The rehabilitation of the Venice Canals in the early 1990s made the surrounding property in the south part of the neighborhood more attractive but largely left Rose Avenue and adjoining Oakwood behind.

Schniderman was shocked when a tiny wine shop opened two blocks down in 2006.

“When they opened,” he said, “I thought, ‘They’re never going to make it.’ ”
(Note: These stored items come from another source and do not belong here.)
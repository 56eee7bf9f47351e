use std::{net::IpAddr, str::FromStr, sync::OnceLock};

use actix_web::HttpRequest;
use hmac::{Hmac, Mac};
use log::{debug, trace};
use regex::Regex;
use sha2::Sha256;

type HmacSha256 = Hmac<Sha256>;

fn forwarded_for_pattern() -> &'static Regex {
    static PATTERN: OnceLock<Regex> = OnceLock::new();
    PATTERN.get_or_init(|| Regex::new(r#"for="?(?P<ip>[^;,"]+)"#).expect("forwarded pattern is a valid regex"))
}

/// Get the remote IP address from the request. It uses 3 sources to determine the IP address, in decreasing order
/// of preference:
/// 1. The `X-Forwarded-For` header, iif `use_x_forwarded_for` is set to true in the configuration.
/// 2. The `Forwarded` header, iif `use_forwarded` is set to true in the configuration.
/// 3. The peer address from the connection info.
pub fn get_remote_ip(req: &HttpRequest, use_x_forwarded_for: bool, use_forwarded: bool) -> Option<IpAddr> {
    let mut result = None;
    if use_x_forwarded_for {
        trace!("Checking X-Forwarded-For header");
        // The left-most entry is the original client
        result = req
            .headers()
            .get("X-Forwarded-For")
            .and_then(|v| v.to_str().ok())
            .and_then(|s| s.split(',').next())
            .and_then(|s| IpAddr::from_str(s.trim()).ok());
        if let Some(ip) = result {
            debug!("Using X-Forwarded-For header for remote address: {ip}");
        }
    }
    if use_forwarded && result.is_none() {
        trace!("Checking Forwarded header");
        result = req
            .headers()
            .get("Forwarded")
            .and_then(|v| v.to_str().ok())
            .and_then(|v| forwarded_for_pattern().captures(v))
            .and_then(|caps| caps.name("ip"))
            .and_then(|m| IpAddr::from_str(m.as_str()).ok());
        if let Some(ip) = result {
            debug!("Using Forwarded header for remote address: {ip}");
        }
    }
    result.or_else(|| {
        let peer_addr = req.peer_addr().map(|a| a.ip());
        trace!("Using Peer address for remote address: {:?}", peer_addr);
        peer_addr
    })
}

/// The hex-encoded HMAC-SHA256 of `{timestamp}.{payload}`, as used in `Stripe-Signature` headers.
pub fn calculate_stripe_signature(secret: &str, timestamp: i64, payload: &[u8]) -> String {
    // HMAC accepts keys of any length
    let mut mac = match HmacSha256::new_from_slice(secret.as_bytes()) {
        Ok(mac) => mac,
        Err(_) => return String::default(),
    };
    mac.update(timestamp.to_string().as_bytes());
    mac.update(b".");
    mac.update(payload);
    hex::encode(mac.finalize().into_bytes())
}

/// The parts of a `Stripe-Signature` header: `t=<unix time>,v1=<signature>[,v1=<signature>...]`.
#[derive(Debug, Clone, PartialEq, Eq)]
pub struct StripeSignatureHeader {
    pub timestamp: i64,
    pub signatures: Vec<String>,
}

impl FromStr for StripeSignatureHeader {
    type Err = String;

    fn from_str(s: &str) -> Result<Self, Self::Err> {
        let mut timestamp = None;
        let mut signatures = Vec::new();
        for part in s.split(',') {
            match part.trim().split_once('=') {
                Some(("t", t)) => timestamp = t.parse::<i64>().ok(),
                Some(("v1", sig)) => signatures.push(sig.to_string()),
                _ => {},
            }
        }
        let timestamp = timestamp.ok_or_else(|| "The signature header has no valid timestamp".to_string())?;
        if signatures.is_empty() {
            return Err("The signature header has no v1 signature".to_string());
        }
        Ok(Self { timestamp, signatures })
    }
}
“Hey, hey, good to see ya!” Oscar Hermosillo shouted over the chatter, clapping a friend on the back. The owner of Venice Beach Wines couldn’t even walk out the back of his wine bar one recent Friday night. The 500-square-foot space was packed tighter than standing room only.

When Hermosillo got some wiggle room, he greeted three more people on the way to the door and then stopped to chat with two men outside. A few steps away, a woman bundled in layers of shirts and jackets emerged from Rose Market with a beer and retrieved a shopping cart filled with her belongings. Two couples wrapped in peacoats and sweater vests strutted past her in the other direction.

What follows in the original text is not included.